New Orleans Neighborhoods (Commentary) - "I encourage to hear from all sides..."

That's what District C Councilperson Nadine Ramsey stated today on the Garland Robinette show at the 14:33 mark.

That's a funny statement considering she not only wouldn't allow any discussion on the CZO in the town hall meetings she held leading up to the May 14, 2015 City Council meeting, she wouldn't even inform the public about what exactly the amendments were before she introduced them.  She simply stated, two days before the meeting, that she would be "introducing some amendments":

Councilperson Nadine Ramsey Town Hall Meeting - West Bank and Bywater - , May 12 & May 13, 2015 from Jason Berry on Vimeo.

She never informed the public about the nature of the amendments before she introduced them...period.  She gives a non-answer to this around the 17:00 mark in the Robinette show.

Ramsey introduced the amendments to the other council members at around 9 p.m. the night before the meeting.  That's legal but it sent the council reeling to try and figure out what they actually meant and what the real world effects would be.

Not only were the other council members confused, Ramsey herself didn't fully understand what was in them as you can see in this CC video when questioned by Councilperson Susan Guidry:

New Orleans City Council meeting, May 14, 2015 - Confusion regarding the Amendments from Jason Berry on Vimeo.

She was in the dark because the guy addressing the Council, Chris Young, lobbyist for the Louisiana Association of Beverage and Alcohol Licensees and brother to Jefferson Parish President and candidate for Lt. Governor, John Young, is most likely the one who authored them.

In one humorous exchange, Councilperson Stacy Head puts the brakes on a vote and notes that since Young had left the room they couldn't get clarification on Ramsey's own amendment, NMR-15:

New Orleans City Council meeting, May 14, 2015 - Head notes that Young isn't available to explain an amendment from Jason Berry on Vimeo.

Noticed she asked Young if he had submitted the amendments to the City Planning Council.  If they were Ramsey's amendments why didn't she submit them herself?

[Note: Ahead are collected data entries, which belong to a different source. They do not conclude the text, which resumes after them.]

use serde::Serialize;
use serde_json::Value;

use super::{same_language, Detection, TranslationError};

#[derive(Debug, Serialize)]
pub struct TranslateQuery<'a> {
    pub client: &'static str,
    pub sl: &'static str,
    pub tl: &'a str,
    pub dt: &'static str,
    pub q: &'a str,
}

impl<'a> TranslateQuery<'a> {
    pub fn new(text: &'a str, target: &'a str) -> Self {
        Self {
            client: "gtx",
            sl: "auto",
            tl: target,
            dt: "t",
            q: text,
        }
    }
}

/// The endpoint answers with a positional JSON array:
/// `[[["translated", "source", ...], ...], null, "detected-lang", ...]`.
pub fn parse_detected_language(body: &Value) -> Result<String, TranslationError> {
    body.get(2)
        .and_then(Value::as_str)
        .filter(|lang| !lang.is_empty())
        .map(str::to_string)
        .ok_or_else(|| TranslationError::Malformed("missing detected language".into()))
}

pub fn parse_translation(body: &Value) -> Result<String, TranslationError> {
    let segments = body
        .get(0)
        .and_then(Value::as_array)
        .ok_or_else(|| TranslationError::Malformed("missing translation segments".into()))?;

    let text: String = segments
        .iter()
        .filter_map(|segment| segment.get(0).and_then(Value::as_str))
        .collect();

    if text.is_empty() {
        return Err(TranslationError::Malformed("empty translation".into()));
    }
    Ok(text)
}

/// Reads both answers from a single response. The translation is dropped
/// when the source language already matches `target`.
pub fn parse_detection(body: &Value, target: &str) -> Result<Detection, TranslationError> {
    let language = parse_detected_language(body)?;
    let translation = if same_language(&language, target) {
        None
    } else {
        Some(parse_translation(body)?)
    };
    Ok(Detection {
        language,
        translation,
    })
}
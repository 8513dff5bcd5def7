use std::collections::{BTreeMap, BTreeSet, HashMap};

use super::tokenizer::tokenize;

/// Sparse document vector keyed by feature index. Ordered so that every
/// reduction over it sums in the same order.
pub type SparseVector = BTreeMap<usize, f64>;

#[derive(Debug, Clone)]
pub struct TfidfVectorizer {
    vocabulary: HashMap<String, usize>,
    idf: Vec<f64>,
}

impl TfidfVectorizer {
    /// Builds the vocabulary and smoothed idf weights from `documents`.
    /// Returns `None` when no document yields a single token.
    pub fn fit<'a, I>(documents: I) -> Option<Self>
    where
        I: IntoIterator<Item = &'a str>,
    {
        let mut total = 0usize;
        let mut document_frequency: HashMap<String, usize> = HashMap::new();
        for doc in documents {
            total += 1;
            let unique: BTreeSet<String> = tokenize(doc).into_iter().collect();
            for term in unique {
                *document_frequency.entry(term).or_default() += 1;
            }
        }

        if document_frequency.is_empty() {
            return None;
        }

        let sorted: BTreeMap<String, usize> = document_frequency.into_iter().collect();
        let n = total as f64;
        let mut vocabulary = HashMap::with_capacity(sorted.len());
        let mut idf = Vec::with_capacity(sorted.len());
        for (idx, (term, df)) in sorted.into_iter().enumerate() {
            idf.push(((1.0 + n) / (1.0 + df as f64)).ln() + 1.0);
            vocabulary.insert(term, idx);
        }

        Some(Self { vocabulary, idf })
    }

    pub fn num_features(&self) -> usize {
        self.idf.len()
    }

    /// L2-normalised tf-idf vector for `text`. Terms outside the vocabulary
    /// are dropped.
    pub fn transform(&self, text: &str) -> SparseVector {
        let mut vector = SparseVector::new();
        for token in tokenize(text) {
            if let Some(&idx) = self.vocabulary.get(&token) {
                *vector.entry(idx).or_default() += 1.0;
            }
        }
        for (idx, value) in vector.iter_mut() {
            *value *= self.idf[*idx];
        }
        let norm = vector.values().map(|v| v * v).sum::<f64>().sqrt();
        if norm > 0.0 {
            for value in vector.values_mut() {
                *value /= norm;
            }
        }
        vector
    }
}
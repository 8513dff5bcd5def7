pub mod record;
pub mod types;

pub use record::{AnnotatedRecord, Normalization, RowError, RowOutcome};
pub use types::{ClassificationResult, Label, LabeledMessage};
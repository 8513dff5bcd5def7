use std::{sync::Arc, time::Duration};

use tokio::time::timeout;

use crate::domain::Normalization;

use super::{Detection, TranslationError, Translator};

/// Brings text into the target language before classification.
/// Best effort: any failure yields the original text as a `Fallback`.
#[derive(Clone)]
pub struct LanguageNormalizer {
    translator: Option<Arc<dyn Translator>>,
    target_language: String,
    call_timeout: Duration,
}

impl LanguageNormalizer {
    pub fn new(
        translator: Arc<dyn Translator>,
        target_language: impl Into<String>,
        call_timeout: Duration,
    ) -> Self {
        Self {
            translator: Some(translator),
            target_language: target_language.into(),
            call_timeout,
        }
    }

    /// A normalizer that never calls out and returns every text unchanged.
    pub fn disabled() -> Self {
        Self {
            translator: None,
            target_language: String::new(),
            call_timeout: Duration::ZERO,
        }
    }

    pub async fn normalize(&self, text: &str) -> Normalization {
        let Some(translator) = self.translator.as_deref() else {
            return Normalization::Unchanged {
                text: text.to_string(),
            };
        };
        if text.trim().is_empty() {
            return Normalization::Unchanged {
                text: text.to_string(),
            };
        }

        match self.try_translate(translator, text).await {
            Ok(Detection {
                translation: None, ..
            }) => Normalization::Unchanged {
                text: text.to_string(),
            },
            Ok(Detection {
                language,
                translation: Some(translated),
            }) => {
                tracing::debug!(target: "translation", source = %language, target_language = %self.target_language, "message translated");
                Normalization::Translated {
                    text: translated,
                    source_language: language,
                }
            }
            Err(err) => {
                tracing::warn!(target: "translation", error = %err, "translation failed; keeping original text");
                Normalization::Fallback {
                    text: text.to_string(),
                    reason: err.to_string(),
                }
            }
        }
    }

    /// One bounded exchange with the service, however many requests the
    /// translator needs for it.
    async fn try_translate(
        &self,
        translator: &dyn Translator,
        text: &str,
    ) -> Result<Detection, TranslationError> {
        timeout(
            self.call_timeout,
            translator.detect_and_translate(text, &self.target_language),
        )
        .await
        .map_err(|_| TranslationError::Timeout(self.call_timeout))?
    }
}
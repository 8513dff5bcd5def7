use crate::domain::Label;

use super::tfidf::SparseVector;

const NUM_CLASSES: usize = 2;

/// Multinomial naive Bayes over tf-idf features with additive smoothing.
#[derive(Debug, Clone)]
pub struct MultinomialNb {
    class_log_prior: [f64; NUM_CLASSES],
    feature_log_prob: [Vec<f64>; NUM_CLASSES],
}

impl MultinomialNb {
    /// Fits the model. Callers guarantee both classes are present and that
    /// `samples` and `labels` have the same length.
    pub fn fit(samples: &[SparseVector], labels: &[Label], num_features: usize, alpha: f64) -> Self {
        let mut class_count = [0usize; NUM_CLASSES];
        let mut feature_count = [vec![0.0; num_features], vec![0.0; num_features]];

        for (sample, label) in samples.iter().zip(labels) {
            let class = label.index();
            class_count[class] += 1;
            for (&idx, &value) in sample {
                feature_count[class][idx] += value;
            }
        }

        let total = class_count.iter().sum::<usize>() as f64;
        let class_log_prior = class_count.map(|count| (count as f64 / total).ln());
        let feature_log_prob = feature_count.map(|counts| {
            let denominator = (counts.iter().sum::<f64>() + alpha * num_features as f64).ln();
            counts
                .into_iter()
                .map(|count| (count + alpha).ln() - denominator)
                .collect::<Vec<f64>>()
        });

        Self {
            class_log_prior,
            feature_log_prob,
        }
    }

    /// Posterior probability of each class, indexed by `Label::index`.
    pub fn predict_proba(&self, sample: &SparseVector) -> [f64; NUM_CLASSES] {
        let mut joint = self.class_log_prior;
        for (class, log_prob) in joint.iter_mut().enumerate() {
            for (&idx, &value) in sample {
                *log_prob += value * self.feature_log_prob[class][idx];
            }
        }

        let max = joint.iter().copied().fold(f64::NEG_INFINITY, f64::max);
        let log_norm = max + joint.iter().map(|jll| (jll - max).exp()).sum::<f64>().ln();
        joint.map(|jll| (jll - log_norm).exp())
    }
}
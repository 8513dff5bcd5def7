use std::collections::HashSet;

use once_cell::sync::Lazy;
use regex::Regex;

static TOKEN_REGEX: Lazy<Regex> =
    Lazy::new(|| Regex::new(r"\b\w\w+\b").expect("valid token regex"));

static STOP_WORDS: Lazy<HashSet<&'static str>> =
    Lazy::new(|| ENGLISH_STOP_WORDS.iter().copied().collect());

/// Lowercases `text` and yields word tokens of two or more characters,
/// skipping English stop words.
pub fn tokenize(text: &str) -> Vec<String> {
    let lowered = text.to_lowercase();
    TOKEN_REGEX
        .find_iter(&lowered)
        .map(|m| m.as_str())
        .filter(|token| !STOP_WORDS.contains(token))
        .map(str::to_string)
        .collect()
}

const ENGLISH_STOP_WORDS: &[&str] = &[
    "a", "about", "above", "across", "after", "afterwards", "again", "against", "all", "almost",
    "alone", "along", "already", "also", "although", "always", "am", "among", "amongst",
    "amoungst", "amount", "an", "and", "another", "any", "anyhow", "anyone", "anything", "anyway",
    "anywhere", "are", "around", "as", "at", "back", "be", "became", "because", "become",
    "becomes", "becoming", "been", "before", "beforehand", "behind", "being", "below", "beside",
    "besides", "between", "beyond", "bill", "both", "bottom", "but", "by", "call", "can",
    "cannot", "cant", "co", "con", "could", "couldnt", "cry", "de", "describe", "detail", "do",
    "done", "down", "due", "during", "each", "eg", "eight", "either", "eleven", "else",
    "elsewhere", "empty", "enough", "etc", "even", "ever", "every", "everyone", "everything",
    "everywhere", "except", "few", "fifteen", "fifty", "fill", "find", "fire", "first", "five",
    "for", "former", "formerly", "forty", "found", "four", "from", "front", "full", "further",
    "get", "give", "go", "had", "has", "hasnt", "have", "he", "hence", "her", "here", "hereafter",
    "hereby", "herein", "hereupon", "hers", "herself", "him", "himself", "his", "how", "however",
    "hundred", "i", "ie", "if", "in", "inc", "indeed", "interest", "into", "is", "it", "its",
    "itself", "keep", "last", "latter", "latterly", "least", "less", "ltd", "made", "many", "may",
    "me", "meanwhile", "might", "mill", "mine", "more", "moreover", "most", "mostly", "move",
    "much", "must", "my", "myself", "name", "namely", "neither", "never", "nevertheless", "next",
    "nine", "no", "nobody", "none", "noone", "nor", "not", "nothing", "now", "nowhere", "of",
    "off", "often", "on", "once", "one", "only", "onto", "or", "other", "others", "otherwise",
    "our", "ours", "ourselves", "out", "over", "own", "part", "per", "perhaps", "please", "put",
    "rather", "re", "same", "see", "seem", "seemed", "seeming", "seems", "serious", "several",
    "she", "should", "show", "side", "since", "sincere", "six", "sixty", "so", "some", "somehow",
    "someone", "something", "sometime", "sometimes", "somewhere", "still", "such", "system",
    "take", "ten", "than", "that", "the", "their", "them", "themselves", "then", "thence", "there",
    "thereafter", "thereby", "therefore", "therein", "thereupon", "these", "they", "thick", "thin",
    "third", "this", "those", "though", "three", "through", "throughout", "thru", "thus", "to",
    "together", "too", "top", "toward", "towards", "twelve", "twenty", "two", "un", "under",
    "until", "up", "upon", "us", "very", "via", "was", "we", "well", "were", "what", "whatever",
    "when", "whence", "whenever", "where", "whereafter", "whereas", "whereby", "wherein",
    "whereupon", "wherever", "whether", "which", "while", "whither", "who", "whoever", "whole",
    "whom", "whose", "why", "will", "with", "within", "without", "would", "yet", "you", "your",
    "yours", "yourself", "yourselves",
];
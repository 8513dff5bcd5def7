use std::fmt;

#[derive(Debug, Clone, Copy, PartialEq, Eq, Hash)]
pub enum Label {
    Ham,
    Spam,
}

impl Label {
    pub const ALL: [Label; 2] = [Label::Ham, Label::Spam];

    /// Index of the class inside the model's per-class tables (ham = 0, spam = 1).
    pub fn index(self) -> usize {
        match self {
            Label::Ham => 0,
            Label::Spam => 1,
        }
    }

    /// Parses the lowercase labels used by the training dataset.
    pub fn from_dataset(value: &str) -> Option<Self> {
        match value.trim() {
            "ham" => Some(Label::Ham),
            "spam" => Some(Label::Spam),
            _ => None,
        }
    }

    pub fn as_str(self) -> &'static str {
        match self {
            Label::Ham => "Ham",
            Label::Spam => "Spam",
        }
    }
}

impl fmt::Display for Label {
    fn fmt(&self, f: &mut fmt::Formatter<'_>) -> fmt::Result {
        f.write_str(self.as_str())
    }
}

#[derive(Debug, Clone, PartialEq, Eq)]
pub struct LabeledMessage {
    pub label: Label,
    pub text: String,
}

impl LabeledMessage {
    pub fn new(label: Label, text: impl Into<String>) -> Self {
        Self {
            label,
            text: text.into(),
        }
    }
}

#[derive(Debug, Clone, Copy, PartialEq)]
pub struct ClassificationResult {
    pub label: Label,
    /// Probability of `label` as a percentage, rounded to two decimals.
    pub confidence: f64,
}
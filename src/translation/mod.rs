mod client;
mod normalizer;
mod response;

use futures::{future::BoxFuture, FutureExt};
use thiserror::Error;

pub use client::GoogleTranslator;
pub use normalizer::LanguageNormalizer;

#[cfg(test)]
pub(crate) use normalizer::fakes;

#[derive(Debug, Error)]
pub enum TranslationError {
    #[error("translation request failed: {0}")]
    Http(#[from] reqwest::Error),
    #[error("translation service did not answer within {0:?}")]
    Timeout(std::time::Duration),
    #[error("unexpected translation response: {0}")]
    Malformed(String),
}

/// Source language of a text, plus its translation when that language is
/// not already the target.
#[derive(Debug, Clone, PartialEq, Eq)]
pub struct Detection {
    pub language: String,
    pub translation: Option<String>,
}

/// Remote language detection and translation.
pub trait Translator: Send + Sync {
    /// Returns the language code of `text`, e.g. `"en"` or `"es"`.
    fn detect<'a>(&'a self, text: &'a str) -> BoxFuture<'a, Result<String, TranslationError>>;

    fn translate<'a>(
        &'a self,
        text: &'a str,
        target: &'a str,
    ) -> BoxFuture<'a, Result<String, TranslationError>>;

    /// Detects, then translates only when the detected language differs
    /// from `target`. Services that answer both in one round trip override this.
    fn detect_and_translate<'a>(
        &'a self,
        text: &'a str,
        target: &'a str,
    ) -> BoxFuture<'a, Result<Detection, TranslationError>> {
        async move {
            let language = self.detect(text).await?;
            let translation = if same_language(&language, target) {
                None
            } else {
                Some(self.translate(text, target).await?)
            };
            Ok(Detection {
                language,
                translation,
            })
        }
        .boxed()
    }
}

/// Compares language codes on their primary subtag, ignoring case.
pub(crate) fn same_language(detected: &str, target: &str) -> bool {
    let primary = |code: &str| {
        code.split(['-', '_'])
            .next()
            .unwrap_or_default()
            .to_ascii_lowercase()
    };
    primary(detected) == primary(target)
}

#[cfg(test)]
mod tests {
    use super::*;

    #[test]
    fn language_codes_compare_on_primary_subtag() {
        assert!(same_language("en-US", "en"));
        assert!(same_language("EN", "en"));
        assert!(same_language("zh_CN", "zh-TW"));
        assert!(!same_language("es", "en"));
    }
}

She even asked for Young's permission to table (sending it to the City Planning Commission for review) the amendment that would allow package liquor to be sold at all restaurants:

New Orleans City Council meeting, May 14, 2015 - Young agrees to send to CPC from Jason Berry on Vimeo.

In the Robinette show at the 26:45 mark Garland presses her on who wanted the amendments pushed through, she answers that it was the Louisiana Restaurant Association.  The caller on the line then asks her about the "liquor lobbyist" (Chris Young) and she responds "I'm not aware of....the person I worked with being a liquor lobbyist....I don't know who the liquor lobbyist is."

She doesn't know that Young is a liquor lobbyist?  How is that even possible?  It's not possible...she knows exactly who he is.

There's obfuscation and then there's just damn....^^^that.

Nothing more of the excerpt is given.